→ **Problem details**: Print each entry word for word.

→ **Study material**:
++++++++++

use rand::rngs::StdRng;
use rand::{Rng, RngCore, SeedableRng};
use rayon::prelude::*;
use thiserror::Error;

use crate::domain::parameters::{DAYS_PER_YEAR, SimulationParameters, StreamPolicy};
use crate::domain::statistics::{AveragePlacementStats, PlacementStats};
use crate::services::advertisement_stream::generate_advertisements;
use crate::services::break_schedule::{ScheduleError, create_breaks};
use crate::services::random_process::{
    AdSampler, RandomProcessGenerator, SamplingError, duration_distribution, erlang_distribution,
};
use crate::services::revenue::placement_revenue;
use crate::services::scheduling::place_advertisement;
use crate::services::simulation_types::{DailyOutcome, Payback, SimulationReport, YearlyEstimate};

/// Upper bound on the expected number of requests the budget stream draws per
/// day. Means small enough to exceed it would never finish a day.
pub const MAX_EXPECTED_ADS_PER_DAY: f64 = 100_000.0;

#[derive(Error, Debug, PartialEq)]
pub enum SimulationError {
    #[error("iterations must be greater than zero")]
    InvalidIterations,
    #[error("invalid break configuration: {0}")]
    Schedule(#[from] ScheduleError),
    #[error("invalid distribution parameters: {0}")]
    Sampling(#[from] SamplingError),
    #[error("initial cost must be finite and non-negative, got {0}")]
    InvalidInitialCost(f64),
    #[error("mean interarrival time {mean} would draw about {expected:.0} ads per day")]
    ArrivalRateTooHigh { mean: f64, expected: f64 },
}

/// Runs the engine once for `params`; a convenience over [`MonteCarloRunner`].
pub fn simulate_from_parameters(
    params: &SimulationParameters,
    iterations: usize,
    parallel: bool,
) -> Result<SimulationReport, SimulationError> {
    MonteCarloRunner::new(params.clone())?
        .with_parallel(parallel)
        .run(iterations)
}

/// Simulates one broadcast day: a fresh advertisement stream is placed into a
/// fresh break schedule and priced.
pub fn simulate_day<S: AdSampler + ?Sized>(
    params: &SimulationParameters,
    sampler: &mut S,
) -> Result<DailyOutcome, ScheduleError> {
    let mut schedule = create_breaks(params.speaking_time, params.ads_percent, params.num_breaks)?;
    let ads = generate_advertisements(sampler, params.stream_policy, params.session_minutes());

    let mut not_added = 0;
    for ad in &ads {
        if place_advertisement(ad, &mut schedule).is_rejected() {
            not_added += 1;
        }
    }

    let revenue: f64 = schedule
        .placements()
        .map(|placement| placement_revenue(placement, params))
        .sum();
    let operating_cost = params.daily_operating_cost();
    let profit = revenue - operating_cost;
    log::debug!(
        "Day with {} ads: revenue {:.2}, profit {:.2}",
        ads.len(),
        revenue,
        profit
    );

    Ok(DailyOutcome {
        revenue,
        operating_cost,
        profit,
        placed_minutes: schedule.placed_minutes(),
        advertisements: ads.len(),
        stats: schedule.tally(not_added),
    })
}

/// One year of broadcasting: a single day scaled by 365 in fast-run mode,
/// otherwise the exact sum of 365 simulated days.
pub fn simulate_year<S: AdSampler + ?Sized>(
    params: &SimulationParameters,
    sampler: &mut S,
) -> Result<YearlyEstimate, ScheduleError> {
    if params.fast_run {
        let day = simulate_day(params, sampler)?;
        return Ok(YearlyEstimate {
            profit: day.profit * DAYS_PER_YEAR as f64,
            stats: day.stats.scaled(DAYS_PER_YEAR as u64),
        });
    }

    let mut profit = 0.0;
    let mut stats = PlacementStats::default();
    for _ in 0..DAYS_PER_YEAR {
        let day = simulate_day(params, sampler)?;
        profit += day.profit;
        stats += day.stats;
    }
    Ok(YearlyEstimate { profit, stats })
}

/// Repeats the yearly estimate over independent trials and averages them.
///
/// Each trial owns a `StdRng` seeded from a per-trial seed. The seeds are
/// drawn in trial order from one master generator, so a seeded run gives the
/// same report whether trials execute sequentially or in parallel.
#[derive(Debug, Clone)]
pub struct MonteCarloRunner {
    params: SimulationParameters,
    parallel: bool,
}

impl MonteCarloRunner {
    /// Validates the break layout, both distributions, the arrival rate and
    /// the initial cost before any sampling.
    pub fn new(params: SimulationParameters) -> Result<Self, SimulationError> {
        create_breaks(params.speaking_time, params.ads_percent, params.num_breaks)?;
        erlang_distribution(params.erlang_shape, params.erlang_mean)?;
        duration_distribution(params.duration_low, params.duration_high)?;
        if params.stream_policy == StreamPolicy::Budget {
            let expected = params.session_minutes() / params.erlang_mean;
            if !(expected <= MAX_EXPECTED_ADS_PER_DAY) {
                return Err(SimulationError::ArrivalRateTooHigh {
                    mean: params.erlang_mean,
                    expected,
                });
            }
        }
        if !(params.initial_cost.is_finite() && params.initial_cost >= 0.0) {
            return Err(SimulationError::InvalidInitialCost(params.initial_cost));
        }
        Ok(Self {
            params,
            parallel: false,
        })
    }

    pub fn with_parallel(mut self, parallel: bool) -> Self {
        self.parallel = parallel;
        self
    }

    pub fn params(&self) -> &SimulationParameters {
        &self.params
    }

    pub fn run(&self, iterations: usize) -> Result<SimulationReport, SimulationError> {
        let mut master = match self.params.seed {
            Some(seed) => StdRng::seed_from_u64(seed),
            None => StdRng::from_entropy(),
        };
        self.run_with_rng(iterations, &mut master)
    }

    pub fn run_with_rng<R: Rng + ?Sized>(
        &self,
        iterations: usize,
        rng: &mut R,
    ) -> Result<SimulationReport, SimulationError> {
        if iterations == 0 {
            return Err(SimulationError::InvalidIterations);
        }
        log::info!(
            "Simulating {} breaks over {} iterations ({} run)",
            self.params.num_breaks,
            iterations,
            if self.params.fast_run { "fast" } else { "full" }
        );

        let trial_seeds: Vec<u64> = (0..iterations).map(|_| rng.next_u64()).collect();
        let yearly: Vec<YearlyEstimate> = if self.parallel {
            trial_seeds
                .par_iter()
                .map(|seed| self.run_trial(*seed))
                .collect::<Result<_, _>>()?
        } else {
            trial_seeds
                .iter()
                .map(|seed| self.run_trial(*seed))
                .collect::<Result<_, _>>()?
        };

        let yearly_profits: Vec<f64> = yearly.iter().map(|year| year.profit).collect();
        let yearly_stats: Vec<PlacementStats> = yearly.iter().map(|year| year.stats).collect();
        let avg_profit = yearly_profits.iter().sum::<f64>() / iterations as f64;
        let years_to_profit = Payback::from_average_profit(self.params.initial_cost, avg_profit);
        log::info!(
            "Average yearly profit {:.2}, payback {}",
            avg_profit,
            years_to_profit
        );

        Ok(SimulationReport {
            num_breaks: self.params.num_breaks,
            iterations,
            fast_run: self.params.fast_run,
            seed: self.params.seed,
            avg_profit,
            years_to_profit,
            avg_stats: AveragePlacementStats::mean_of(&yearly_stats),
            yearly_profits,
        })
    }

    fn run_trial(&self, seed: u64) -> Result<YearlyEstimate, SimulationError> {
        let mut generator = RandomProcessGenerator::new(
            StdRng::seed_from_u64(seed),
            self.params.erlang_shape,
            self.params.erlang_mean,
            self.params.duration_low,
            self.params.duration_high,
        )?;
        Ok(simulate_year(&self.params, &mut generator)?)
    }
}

++++++++++

→ **Response to this task**:
use rand::rngs::StdRng;
use rand::{Rng, RngCore, SeedableRng};
use rayon::prelude::*;
use thiserror::Error;

use crate::domain::parameters::{DAYS_PER_YEAR, SimulationParameters, StreamPolicy};
use crate::domain::statistics::{AveragePlacementStats, PlacementStats};
use crate::services::advertisement_stream::generate_advertisements;
use crate::services::break_schedule::{ScheduleError, create_breaks};
use crate::services::random_process::{
    AdSampler, RandomProcessGenerator, SamplingError, duration_distribution, erlang_distribution,
};
use crate::services::revenue::placement_revenue;
use crate::services::scheduling::place_advertisement;
use crate::services::simulation_types::{DailyOutcome, Payback, SimulationReport, YearlyEstimate};

/// Upper bound on the expected number of requests the budget stream draws per
/// day. Means small enough to exceed it would never finish a day.
pub const MAX_EXPECTED_ADS_PER_DAY: f64 = 100_000.0;

#[derive(Error, Debug, PartialEq)]
pub enum SimulationError {
    #[error("iterations must be greater than zero")]
    InvalidIterations,
    #[error("invalid break configuration: {0}")]
    Schedule(#[from] ScheduleError),
    #[error("invalid distribution parameters: {0}")]
    Sampling(#[from] SamplingError),
    #[error("initial cost must be finite and non-negative, got {0}")]
    InvalidInitialCost(f64),
    #[error("mean interarrival time {mean} would draw about {expected:.0} ads per day")]
    ArrivalRateTooHigh { mean: f64, expected: f64 },
}

/// Runs the engine once for `params`; a convenience over [`MonteCarloRunner`].
pub fn simulate_from_parameters(
    params: &SimulationParameters,
    iterations: usize,
    parallel: bool,
) -> Result<SimulationReport, SimulationError> {
    MonteCarloRunner::new(params.clone())?
        .with_parallel(parallel)
        .run(iterations)
}

/// Simulates one broadcast day: a fresh advertisement stream is placed into a
/// fresh break schedule and priced.
pub fn simulate_day<S: AdSampler + ?Sized>(
    params: &SimulationParameters,
    sampler: &mut S,
) -> Result<DailyOutcome, ScheduleError> {
    let mut schedule = create_breaks(params.speaking_time, params.ads_percent, params.num_breaks)?;
    let ads = generate_advertisements(sampler, params.stream_policy, params.session_minutes());

    let mut not_added = 0;
    for ad in &ads {
        if place_advertisement(ad, &mut schedule).is_rejected() {
            not_added += 1;
        }
    }

    let revenue: f64 = schedule
        .placements()
        .map(|placement| placement_revenue(placement, params))
        .sum();
    let operating_cost = params.daily_operating_cost();
    let profit = revenue - operating_cost;
    log::debug!(
        "Day with {} ads: revenue {:.2}, profit {:.2}",
        ads.len(),
        revenue,
        profit
    );

    Ok(DailyOutcome {
        revenue,
        operating_cost,
        profit,
        placed_minutes: schedule.placed_minutes(),
        advertisements: ads.len(),
        stats: schedule.tally(not_added),
    })
}

/// One year of broadcasting: a single day scaled by 365 in fast-run mode,
/// otherwise the exact sum of 365 simulated days.
pub fn simulate_year<S: AdSampler + ?Sized>(
    params: &SimulationParameters,
    sampler: &mut S,
) -> Result<YearlyEstimate, ScheduleError> {
    if params.fast_run {
        let day = simulate_day(params, sampler)?;
        return Ok(YearlyEstimate {
            profit: day.profit * DAYS_PER_YEAR as f64,
            stats: day.stats.scaled(DAYS_PER_YEAR as u64),
        });
    }

    let mut profit = 0.0;
    let mut stats = PlacementStats::default();
    for _ in 0..DAYS_PER_YEAR {
        let day = simulate_day(params, sampler)?;
        profit += day.profit;
        stats += day.stats;
    }
    Ok(YearlyEstimate { profit, stats })
}

/// Repeats the yearly estimate over independent trials and averages them.
///
/// Each trial owns a `StdRng` seeded from a per-trial seed. The seeds are
/// drawn in trial order from one master generator, so a seeded run gives the
/// same report whether trials execute sequentially or in parallel.
#[derive(Debug, Clone)]
pub struct MonteCarloRunner {
    params: SimulationParameters,
    parallel: bool,
}

impl MonteCarloRunner {
    /// Validates the break layout, both distributions, the arrival rate and
    /// the initial cost before any sampling.
    pub fn new(params: SimulationParameters) -> Result<Self, SimulationError> {
        create_breaks(params.speaking_time, params.ads_percent, params.num_breaks)?;
        erlang_distribution(params.erlang_shape, params.erlang_mean)?;
        duration_distribution(params.duration_low, params.duration_high)?;
        if params.stream_policy == StreamPolicy::Budget {
            let expected = params.session_minutes() / params.erlang_mean;
            if !(expected <= MAX_EXPECTED_ADS_PER_DAY) {
                return Err(SimulationError::ArrivalRateTooHigh {
                    mean: params.erlang_mean,
                    expected,
                });
            }
        }
        if !(params.initial_cost.is_finite() && params.initial_cost >= 0.0) {
            return Err(SimulationError::InvalidInitialCost(params.initial_cost));
        }
        Ok(Self {
            params,
            parallel: false,
        })
    }

    pub fn with_parallel(mut self, parallel: bool) -> Self {
        self.parallel = parallel;
        self
    }

    pub fn params(&self) -> &SimulationParameters {
        &self.params
    }

    pub fn run(&self, iterations: usize) -> Result<SimulationReport, SimulationError> {
        let mut master = match self.params.seed {
            Some(seed) => StdRng::seed_from_u64(seed),
            None => StdRng::from_entropy(),
        };
        self.run_with_rng(iterations, &mut master)
    }

    pub fn run_with_rng<R: Rng + ?Sized>(
        &self,
        iterations: usize,
        rng: &mut R,
    ) -> Result<SimulationReport, SimulationError> {
        if iterations == 0 {
            return Err(SimulationError::InvalidIterations);
        }
        log::info!(
            "Simulating {} breaks over {} iterations ({} run)",
            self.params.num_breaks,
            iterations,
            if self.params.fast_run { "fast" } else { "full" }
        );

        let trial_seeds: Vec<u64> = (0..iterations).map(|_| rng.next_u64()).collect();
        let yearly: Vec<YearlyEstimate> = if self.parallel {
            trial_seeds
                .par_iter()
                .map(|seed| self.run_trial(*seed))
                .collect::<Result<_, _>>()?
        } else {
            trial_seeds
                .iter()
                .map(|seed| self.run_trial(*seed))
                .collect::<Result<_, _>>()?
        };

        let yearly_profits: Vec<f64> = yearly.iter().map(|year| year.profit).collect();
        let yearly_stats: Vec<PlacementStats> = yearly.iter().map(|year| year.stats).collect();
        let avg_profit = yearly_profits.iter().sum::<f64>() / iterations as f64;
        let years_to_profit = Payback::from_average_profit(self.params.initial_cost, avg_profit);
        log::info!(
            "Average yearly profit {:.2}, payback {}",
            avg_profit,
            years_to_profit
        );

        Ok(SimulationReport {
            num_breaks: self.params.num_breaks,
            iterations,
            fast_run: self.params.fast_run,
            seed: self.params.seed,
            avg_profit,
            years_to_profit,
            avg_stats: AveragePlacementStats::mean_of(&yearly_stats),
            yearly_profits,
        })
    }

    fn run_trial(&self, seed: u64) -> Result<YearlyEstimate, SimulationError> {
        let mut generator = RandomProcessGenerator::new(
            StdRng::seed_from_u64(seed),
            self.params.erlang_shape,
            self.params.erlang_mean,
            self.params.duration_low,
            self.params.duration_high,
        )?;
        Ok(simulate_year(&self.params, &mut generator)?)
    }
}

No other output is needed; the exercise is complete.